**TO DO:** In this material, which lines include the string "DomainComparison"? Show them.

┄┄┄┄┄┄┄┄┄┄┄┄┄┄┄┄┄┄┄┄

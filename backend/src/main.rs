//! DataDash CLI - serve and inspect internship listings
//!
//! ```bash
//! datadash serve                         # Start HTTP server (PORT or 8000)
//! datadash inspect data.csv              # Show what the loader sees
//! datadash insights data.csv             # Print key insights as JSON
//! datadash filter data.csv --domain X    # Print matching listings as JSON
//! ```

use clap::{Parser, Subcommand};
use datadash::{filter_listings, key_insights, load, load_report, top_domains, Config, FilterParams};
use std::path::{Path, PathBuf};

#[derive(Parser)]
#[command(name = "datadash")]
#[command(about = "Analytics API over internship and job listings", long_about = None)]
struct Cli {
    #[command(subcommand)]
    command: Commands,
}

#[derive(Subcommand)]
enum Commands {
    /// Start HTTP server
    Serve {
        /// Port to listen on (overrides PORT)
        #[arg(short, long)]
        port: Option<u16>,

        /// Listings CSV (overrides DATA_PATH)
        #[arg(short, long)]
        data: Option<PathBuf>,
    },

    /// Load a CSV and report encoding, delimiter, columns and row count
    Inspect {
        /// Input CSV file
        input: PathBuf,

        /// Number of top job titles to show
        #[arg(long, default_value = "5")]
        top: usize,
    },

    /// Print dataset-wide key insights as JSON
    Insights {
        /// Input CSV file
        input: PathBuf,
    },

    /// Print listings matching the filters as JSON
    Filter {
        /// Input CSV file
        input: PathBuf,

        /// Job title, or "All"
        #[arg(long)]
        domain: Option<String>,

        /// Location, or "All"
        #[arg(long)]
        location: Option<String>,

        /// Minimum average salary
        #[arg(long)]
        min_salary: Option<String>,
    },
}

#[tokio::main]
async fn main() {
    let cli = Cli::parse();

    let result = match cli.command {
        Commands::Serve { port, data } => cmd_serve(port, data).await,
        Commands::Inspect { input, top } => cmd_inspect(&input, top),
        Commands::Insights { input } => cmd_insights(&input),
        Commands::Filter {
            input,
            domain,
            location,
            min_salary,
        } => cmd_filter(
            &input,
            FilterParams {
                domain,
                location,
                min_salary,
            },
        ),
    };

    if let Err(e) = result {
        eprintln!("❌ Error: {}", e);
        std::process::exit(1);
    }
}

async fn cmd_serve(port: Option<u16>, data: Option<PathBuf>) -> Result<(), Box<dyn std::error::Error>> {
    let config = Config::from_env()?.with_port(port).with_data_path(data);
    datadash::server::start_server(config).await?;
    Ok(())
}

fn cmd_inspect(input: &Path, top: usize) -> Result<(), Box<dyn std::error::Error>> {
    eprintln!("📄 Inspecting: {}", input.display());

    let report = load_report(input)?;

    eprintln!("   Encoding: {}", report.encoding);
    eprintln!("   Delimiter: '{}'", format_delimiter(report.delimiter));
    eprintln!("   Columns: {}", report.columns.join(", "));
    eprintln!("✅ Loaded {} listings", report.table.len());

    if !report.table.is_empty() {
        eprintln!("\n📊 Top job titles:");
        for row in top_domains(&report.table, top) {
            println!("   {:>5}  {}", row.count, row.domain);
        }
    }

    Ok(())
}

fn cmd_insights(input: &Path) -> Result<(), Box<dyn std::error::Error>> {
    let table = load(input);
    let insights = key_insights(&table);
    println!("{}", serde_json::to_string_pretty(&insights)?);
    Ok(())
}

fn cmd_filter(input: &Path, params: FilterParams) -> Result<(), Box<dyn std::error::Error>> {
    let table = load(input);
    let rows = filter_listings(&table, &params)?;
    eprintln!("🔎 {} of {} listings match", rows.len(), table.len());
    println!("{}", serde_json::to_string_pretty(&rows)?);
    Ok(())
}

fn format_delimiter(d: char) -> String {
    match d {
        '\t' => "\\t".to_string(),
        c => c.to_string(),
    }
}
//! Side-by-side statistics for two job titles.

use super::{value_counts, SalarySums};
use crate::error::{QueryError, QueryResult};
use crate::models::{DomainComparison, DomainSummary, RankedCounts, Table};

/// Companies and locations listed per compared domain.
pub const TOP_N: usize = 5;

/// Error message when either domain is missing.
pub const MISSING_DOMAINS: &str = "Both domains are required for comparison";

/// Compare two job titles.
///
/// Both must be present and non-empty, otherwise
/// [`QueryError::MissingParameter`]. A title with no listings yields a zero
/// count and `None` means.
pub fn compare_domains(
    table: &Table,
    domain1: Option<&str>,
    domain2: Option<&str>,
) -> QueryResult<DomainComparison> {
    match (non_empty(domain1), non_empty(domain2)) {
        (Some(d1), Some(d2)) => Ok(DomainComparison {
            domain1: summarize_domain(table, d1),
            domain2: summarize_domain(table, d2),
        }),
        _ => Err(QueryError::MissingParameter(MISSING_DOMAINS.to_string())),
    }
}

fn non_empty(value: Option<&str>) -> Option<&str> {
    value.filter(|v| !v.is_empty())
}

/// Statistics for the listings with exactly this job title.
pub fn summarize_domain(table: &Table, domain: &str) -> DomainSummary {
    let rows: Vec<_> = table.iter().filter(|l| l.job_title == domain).collect();

    let mut sums = SalarySums::default();
    for listing in &rows {
        sums.add(listing);
    }

    let top = |counts: Vec<(&str, usize)>| {
        RankedCounts(
            counts
                .into_iter()
                .take(TOP_N)
                .map(|(k, c)| (k.to_string(), c))
                .collect(),
        )
    };

    DomainSummary {
        name: domain.to_string(),
        count: rows.len(),
        avg_salary: sums.mean_avg(),
        min_salary: sums.mean_min(),
        max_salary: sums.mean_max(),
        top_companies: top(value_counts(rows.iter().map(|l| l.company.as_str()))),
        top_locations: top(value_counts(rows.iter().map(|l| l.location.as_str()))),
    }
}

#[cfg(test)]
mod tests {
    use super::*;
    use crate::models::Listing;
    use crate::query::fixtures::sample_table;

    #[test]
    fn test_compare_two_domains() {
        let table = sample_table();
        let cmp = compare_domains(&table, Some("Web Development"), Some("Data Science")).unwrap();

        assert_eq!(cmp.domain1.name, "Web Development");
        assert_eq!(cmp.domain1.count, 3);
        assert_eq!(cmp.domain1.top_companies.0, vec![("Acme".to_string(), 2), ("Globex".to_string(), 1)]);
        assert_eq!(cmp.domain1.top_locations.get("Bangalore"), Some(2));

        assert_eq!(cmp.domain2.count, 2);
        assert_eq!(cmp.domain2.avg_salary, Some(15000.0));
        assert_eq!(cmp.domain2.min_salary, Some(11000.0));
        assert_eq!(cmp.domain2.max_salary, Some(19000.0));
    }

    #[test]
    fn test_missing_domain() {
        let table = sample_table();

        let err = compare_domains(&table, Some(""), Some("X")).unwrap_err();
        assert_eq!(err, QueryError::MissingParameter(MISSING_DOMAINS.to_string()));

        assert!(compare_domains(&table, Some("X"), None).is_err());
        assert!(compare_domains(&table, None, None).is_err());
    }

    #[test]
    fn test_unknown_domain_has_no_means() {
        let cmp = compare_domains(&sample_table(), Some("Astronomy"), Some("Marketing")).unwrap();

        assert_eq!(cmp.domain1.count, 0);
        assert_eq!(cmp.domain1.avg_salary, None);
        assert!(cmp.domain1.top_companies.is_empty());

        let json = serde_json::to_value(&cmp).unwrap();
        assert!(json["domain1"]["avg_salary"].is_null());
        assert_eq!(json["domain2"]["top_locations"]["Work From Home"], 1);
    }

    #[test]
    fn test_top_companies_capped() {
        let table: Table = (0..8)
            .map(|i| Listing::new("Dev", format!("Company {i}"), "Pune", 0.0, 0.0, 0.0))
            .collect();

        let summary = summarize_domain(&table, "Dev");
        assert_eq!(summary.count, 8);
        assert_eq!(summary.top_companies.len(), TOP_N);
        assert_eq!(summary.top_companies.0[0].0, "Company 0");
    }
}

┄┄┄┄┄┄┄┄┄┄┄┄┄┄┄┄┄┄┄┄

**RESPONSE:**
use crate::models::{DomainComparison, DomainSummary, RankedCounts, Table};
) -> QueryResult<DomainComparison> {
        (Some(d1), Some(d2)) => Ok(DomainComparison {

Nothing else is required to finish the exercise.